黄斑変性症の予防に「亜鉛」

今まで日本人に少なかった『黄斑変性症』が最近10年間で数十倍に増え、 本も読めないほど程度がひどい人が続出しています。 物がゆがんで見える難病「黄斑変性症」を予防するには、亜鉛を摂ることが有効です。


■「黄斑変性症」とは?

物がゆがんで見えたら要注意

年を取ると、視野の中心部がゆがんだり、欠けたりして見え、本などが読めなくなることがあります。 そんな場合は、『加齢黄斑変性症』という病気を心配した方がいいかもしれません。 黄斑変性症は、網膜という物を見る上で最も重要な器官の中心にある、「黄斑」 という部分の異常によって起こります。具体的な症状としては、視野の中心がゆがんだり欠けたりして見えます。 視野の中心部が暗くなったりもします。そしてしだいに視力が下がり、最悪の場合には失明にいたることも 少なくありません。黄斑変性症の患者の失明率は、糖尿病網膜症や緑内障の患者の失明率に続いているのです。

『黄斑変性症』


●黄斑変性症の原因

活性酸素の大量発生が重大原因

黄斑変性症は、網膜の中心部にある黄班という部分に、網膜の老化によってできた老廃物がたまって、 網膜が萎縮したり急ごしらえの血管(新生血管)ができたりすることで起こります。 この老廃物がたまる重大原因に、「活性酸素」の大量発生による酸化があります。 活性酸素は、紫外線によって大量に発生します。強い紫外線を長時間浴び続けると、それによって、 活性酸素が大量に発生するのです。特に目は、皮膚などに守られたほかの部位と違い、 目そのものが外にむき出しになっています。そのため、紫外線の害を受けやすいのです。 網膜に老廃物がたまるのを防ぐには、活性酸素の害を取り除かなければなりません。 そこで重要になるのが、食事によるビタミンやミネラルの補給です。


●亜鉛不足

食生活の欧米化で亜鉛不足に

私たち日本人は、古くから自然の恵みを巧みに取り入れた食生活を営み続けてきました。 その結果、野菜や海藻・果物などからビタミンやミネラルなどの抗酸化力の強い栄養を豊富に取り入れてきたのです。 ところが、最近になって私たちの食生活は急激に変化しました。 食事が欧米化し、ファストフードなどの加工食品を利用することが増えています。 その反面、野菜や海藻・果物を摂る機会は減っています。 こうした食生活の変化によって、脂肪やたんぱく質などを豊富に摂るようになったものの、 野菜や海藻・果物から摂れるビタミンやミネラルが不足しがちになったのです。

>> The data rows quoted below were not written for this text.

use anyhow::{Context, Result, bail};
use async_trait::async_trait;
use sqlx::sqlite::{SqliteConnectOptions, SqlitePoolOptions};
use sqlx::{Pool, Sqlite};
use std::path::Path;
use tracing::{debug, info};

use crate::access::{PermissionStore, PermittedCategories};
use crate::audit::{AccessLogEntry, AuditLog};
use crate::auth::{AuthenticatedUser, CredentialStore, verify_password};
use crate::database::sqlite::models::{
    AccessLogRecord, Document, NewDocument, NewUser, Permission, Role, User, UserSummary,
};
use crate::database::sqlite::queries::{
    AccessLogQueries, DocumentQueries, PermissionQueries, RoleQueries, UserQueries,
};
use crate::loader::{CatalogEntry, DocumentCatalog};
use crate::RagError;


pub mod models;
pub mod queries;

pub type DbPool = Pool<Sqlite>;

#[derive(Debug, Clone)]
pub struct Database {
    pool: DbPool,
}

fn storage_error(error: anyhow::Error) -> RagError {
    RagError::Database(format!("{:#}", error))
}

impl Database {
    pub async fn new<P: AsRef<Path>>(database_path: P) -> Result<Self> {
        let options = SqliteConnectOptions::new()
            .filename(database_path)
            .create_if_missing(true)
            .foreign_keys(true);

        let pool = SqlitePoolOptions::new()
            .max_connections(10)
            .connect_with(options)
            .await
            .context("Failed to create database connection pool")?;

        let database = Self { pool };
        database.run_migrations().await?;

        Ok(database)
    }

    pub fn pool(&self) -> &DbPool {
        &self.pool
    }

    pub async fn run_migrations(&self) -> Result<()> {
        info!("Running database migrations");

        sqlx::migrate!("src/database/sqlite/migrations")
            .run(&self.pool)
            .await
            .context("Failed to run schema migration")?;

        debug!("Database migrations completed successfully");
        Ok(())
    }

    pub async fn initialize_from_config_dir(config_dir: &Path) -> Result<Self> {
        std::fs::create_dir_all(config_dir).with_context(|| {
            format!(
                "Failed to create config directory: {}",
                config_dir.display()
            )
        })?;

        Self::new(config_dir.join("metadata.db")).await
    }

    // Role and permission operations
    pub async fn list_roles(&self) -> Result<Vec<Role>> {
        RoleQueries::list_all(&self.pool).await
    }

    pub async fn role_categories(&self, role_id: i64) -> Result<Vec<String>> {
        PermissionQueries::categories_for_role(&self.pool, role_id).await
    }

    pub async fn role_permissions(&self, role_id: i64) -> Result<Vec<Permission>> {
        PermissionQueries::list_for_role(&self.pool, role_id).await
    }

    pub async fn create_role(&self, name: &str) -> Result<Role> {
        if RoleQueries::get_by_name(&self.pool, name).await?.is_some() {
            bail!("Role already exists: {}", name);
        }
        RoleQueries::create(&self.pool, name).await
    }

    async fn require_role(&self, role_name: &str) -> Result<Role> {
        RoleQueries::get_by_name(&self.pool, role_name)
            .await?
            .ok_or_else(|| anyhow::anyhow!("Unknown role: {}", role_name))
    }

    pub async fn grant_permission(&self, role_name: &str, category: &str) -> Result<bool> {
        let role = self.require_role(role_name).await?;
        PermissionQueries::grant(&self.pool, role.id, category).await
    }

    pub async fn revoke_permission(&self, role_name: &str, category: &str) -> Result<bool> {
        let role = self.require_role(role_name).await?;
        PermissionQueries::revoke(&self.pool, role.id, category).await
    }

    // User operations
    pub async fn create_user(&self, username: &str, password: &str, role_name: &str) -> Result<User> {
        UserQueries::create(
            &self.pool,
            NewUser {
                username: username.to_string(),
                password: password.to_string(),
                role_name: role_name.to_string(),
            },
        )
        .await
    }

    pub async fn user_summaries(&self) -> Result<Vec<UserSummary>> {
        let users = UserQueries::list_all(&self.pool).await?;

        let mut summaries = Vec::with_capacity(users.len());
        for user in users {
            let role = RoleQueries::get_by_id(&self.pool, user.role_id).await?;
            let access_count = AccessLogQueries::count_for_user(&self.pool, user.id).await?;
            summaries.push(UserSummary {
                id: user.id,
                username: user.username,
                role_name: role.map(|role| role.name),
                access_count,
            });
        }
        Ok(summaries)
    }

    // Document catalog operations
    pub async fn register_document(&self, file_path: &str, category: &str) -> Result<Document> {
        DocumentQueries::register(
            &self.pool,
            NewDocument {
                file_path: file_path.to_string(),
                category: category.to_string(),
            },
        )
        .await
    }

    pub async fn list_documents(&self) -> Result<Vec<Document>> {
        DocumentQueries::list_all(&self.pool).await
    }

    // Audit operations
    pub async fn recent_access_logs(&self, limit: i64) -> Result<Vec<AccessLogRecord>> {
        AccessLogQueries::recent(&self.pool, limit).await
    }
}

#[async_trait]
impl CredentialStore for Database {
    async fn authenticate(
        &self,
        username: &str,
        password: &str,
    ) -> crate::Result<Option<AuthenticatedUser>> {
        let user = UserQueries::get_by_username(&self.pool, username)
            .await
            .map_err(storage_error)?;

        let Some(user) = user else {
            debug!("Authentication failed: unknown user {}", username);
            return Ok(None);
        };

        if verify_password(password, &user.password_hash) {
            debug!("Authenticated user {}", username);
            Ok(Some(user.identity()))
        } else {
            debug!("Authentication failed: wrong password for {}", username);
            Ok(None)
        }
    }
}

#[async_trait]
impl PermissionStore for Database {
    async fn permitted_categories(&self, role_id: i64) -> crate::Result<PermittedCategories> {
        let categories = self.role_categories(role_id).await.map_err(storage_error)?;
        Ok(PermittedCategories::new(categories))
    }
}

#[async_trait]
impl AuditLog for Database {
    async fn record(&self, entry: AccessLogEntry) -> crate::Result<()> {
        let id = AccessLogQueries::insert(&self.pool, &entry)
            .await
            .map_err(storage_error)?;
        debug!(
            "Access log {}: user {} document {:?} {}",
            id, entry.user_id, entry.document_id, entry.status
        );
        Ok(())
    }
}

#[async_trait]
impl DocumentCatalog for Database {
    async fn entries(&self) -> crate::Result<Vec<CatalogEntry>> {
        let documents = self.list_documents().await.map_err(storage_error)?;
        Ok(documents.into_iter().map(CatalogEntry::from).collect())
    }
}
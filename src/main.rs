use clap::{Parser, Subcommand};
use console::style;
use std::path::PathBuf;
use std::process::ExitCode;

use rolerag::commands::{
    RunOptions, RunStatus, add_role, add_user, grant, list_users, register_document, run, setup,
    show_audit,
};
use rolerag::config::{Config, get_config_dir, run_interactive_config, show_config};
use rolerag::{RagError, Result};

#[derive(Parser)]
#[command(name = "rolerag")]
#[command(about = "Role-aware question answering over a private document corpus")]
#[command(version)]
struct Cli {
    /// Directory holding config.toml, the metadata database and the index
    #[arg(long, global = true)]
    config_dir: Option<PathBuf>,

    #[command(subcommand)]
    command: Commands,
}

#[derive(Subcommand)]
enum Commands {
    /// Configure the Ollama connection, or show the effective configuration
    Config {
        /// Show current configuration
        #[arg(long)]
        show: bool,
    },
    /// Create the metadata database with the default roles
    Setup,
    /// Create a user; the password is prompted for
    AddUser {
        username: String,
        /// Role name, e.g. admin, researcher or student
        #[arg(long)]
        role: String,
    },
    /// List users with their role and logged access count
    Users,
    /// Create a role with no permitted categories
    AddRole { name: String },
    /// Register a corpus file under an access category
    RegisterDocument {
        file: String,
        #[arg(long)]
        category: String,
    },
    /// Allow a role to see a document category
    Grant {
        #[arg(long)]
        role: String,
        #[arg(long)]
        category: String,
        /// Remove the permission instead
        #[arg(long)]
        revoke: bool,
    },
    /// Answer a batch of queries on behalf of an authenticated user
    Run {
        /// Directory of .txt and .pdf documents
        #[arg(long)]
        corpus: Option<PathBuf>,
        /// JSON array of {"query_id", "question"} records
        #[arg(long)]
        queries: Option<PathBuf>,
        /// Where the answer records are written
        #[arg(long)]
        output: Option<PathBuf>,
        #[arg(long)]
        username: Option<String>,
        #[arg(long, env = "ROLERAG_PASSWORD", hide_env_values = true)]
        password: Option<String>,
        /// Skip failed queries instead of aborting the batch
        #[arg(long)]
        continue_on_error: bool,
        /// Discard any persisted index and embed the corpus again
        #[arg(long)]
        rebuild_index: bool,
    },
    /// Show recent entries of the access log
    Audit {
        #[arg(long, default_value_t = 20)]
        limit: i64,
    },
}

async fn execute(command: Commands, config_dir: PathBuf) -> Result<()> {
    if let Commands::Config { show: false } = command {
        return Ok(run_interactive_config(&config_dir)?);
    }

    let config = Config::load(&config_dir)?;

    match command {
        Commands::Config { .. } => show_config(&config)?,
        Commands::Setup => setup(&config).await?,
        Commands::AddUser { username, role } => add_user(&config, &username, &role, None).await?,
        Commands::Users => list_users(&config).await?,
        Commands::AddRole { name } => add_role(&config, &name).await?,
        Commands::RegisterDocument { file, category } => {
            register_document(&config, &file, &category).await?;
        }
        Commands::Grant {
            role,
            category,
            revoke,
        } => grant(&config, &role, &category, revoke).await?,
        Commands::Run {
            corpus,
            queries,
            output,
            username,
            password,
            continue_on_error,
            rebuild_index,
        } => {
            let options = RunOptions {
                corpus,
                queries,
                output,
                username,
                password,
                continue_on_error,
                rebuild_index,
            };
            match run(&config, options).await? {
                RunStatus::Completed { .. } => {}
                RunStatus::AuthenticationFailed => println!("Authentication failed."),
                RunStatus::NoDocuments => println!("No valid documents found."),
            }
        }
        Commands::Audit { limit } => show_audit(&config, limit).await?,
    }

    Ok(())
}

#[tokio::main]
async fn main() -> ExitCode {
    tracing_subscriber::fmt()
        .with_env_filter(tracing_subscriber::EnvFilter::from_default_env())
        .with_writer(std::io::stderr)
        .init();

    let cli = Cli::parse();

    let config_dir = match cli.config_dir.map_or_else(get_config_dir, Ok) {
        Ok(dir) => dir,
        Err(e) => {
            eprintln!("{}", style(format!("Unexpected error: {}", e)).red());
            return ExitCode::FAILURE;
        }
    };

    match execute(cli.command, config_dir).await {
        Ok(()) => ExitCode::SUCCESS,
        Err(RagError::NotFound(message)) => {
            eprintln!("{}", style(format!("Error: {}", message)).red());
            ExitCode::FAILURE
        }
        Err(e) => {
            eprintln!("{}", style(format!("Unexpected error: {}", e)).red());
            ExitCode::FAILURE
        }
    }
}
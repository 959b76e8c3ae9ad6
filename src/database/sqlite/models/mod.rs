
use chrono::NaiveDateTime;
use serde::{Deserialize, Serialize};
use sqlx::FromRow;

use crate::audit::AccessStatus;
use crate::auth::AuthenticatedUser;
use crate::loader::CatalogEntry;

#[derive(Debug, Clone, PartialEq, Eq, Serialize, Deserialize, FromRow)]
pub struct Role {
    pub id: i64,
    pub name: String,
}

#[derive(Debug, Clone, PartialEq, Eq, Serialize, Deserialize, FromRow)]
pub struct Permission {
    pub id: i64,
    pub role_id: i64,
    pub document_category: String,
}

#[derive(Debug, Clone, PartialEq, Eq, Serialize, Deserialize, FromRow)]
pub struct User {
    pub id: i64,
    pub username: String,
    pub password_hash: String,
    pub role_id: i64,
    pub created_date: NaiveDateTime,
}

/// A user with their role name and how many accesses they have logged
#[derive(Debug, Clone, PartialEq, Eq, Serialize, Deserialize)]
pub struct UserSummary {
    pub id: i64,
    pub username: String,
    /// `None` if the role row has been removed
    pub role_name: Option<String>,
    pub access_count: i64,
}

/// A user to create; `password` is hashed before it is stored
#[derive(Debug, Clone, PartialEq, Eq)]
pub struct NewUser {
    pub username: String,
    pub password: String,
    pub role_name: String,
}

#[derive(Debug, Clone, PartialEq, Eq, Serialize, Deserialize, FromRow)]
pub struct Document {
    pub id: i64,
    pub file_path: String,
    pub category: String,
    pub registered_date: NaiveDateTime,
}

#[derive(Debug, Clone, PartialEq, Eq, Serialize, Deserialize)]
pub struct NewDocument {
    pub file_path: String,
    pub category: String,
}

/// Access log row joined with the names it refers to
#[derive(Debug, Clone, PartialEq, Eq, Serialize, Deserialize, FromRow)]
pub struct AccessLogRecord {
    pub id: i64,
    pub user_id: i64,
    pub username: Option<String>,
    pub document_id: Option<i64>,
    pub file_path: Option<String>,
    pub access_time: NaiveDateTime,
    pub access_status: AccessStatus,
}

impl User {
    #[inline]
    pub fn identity(&self) -> AuthenticatedUser {
        AuthenticatedUser {
            user_id: self.id,
            role_id: self.role_id,
        }
    }
}

impl From<Document> for CatalogEntry {
    #[inline]
    fn from(document: Document) -> Self {
        Self {
            document_id: document.id,
            file_path: document.file_path,
            category: document.category,
        }
    }
}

中でも、特に深刻なのが、ミネラルの一種である「亜鉛」の不足。 亜鉛には、網膜を若々しく保つ働きと共に、活性酸素の消去を強力に促す働きがあります。 実は亜鉛は、加工食品を摂りすぎると不足しやすい栄養なのです。 加工食品には、食品添加物が大量に使われています。食品添加物の中には、体内で亜鉛の吸収を妨げる働きをする ものがあるのです。そのため、加工食品を摂りすぎれば、亜鉛が不足することに直結するのです。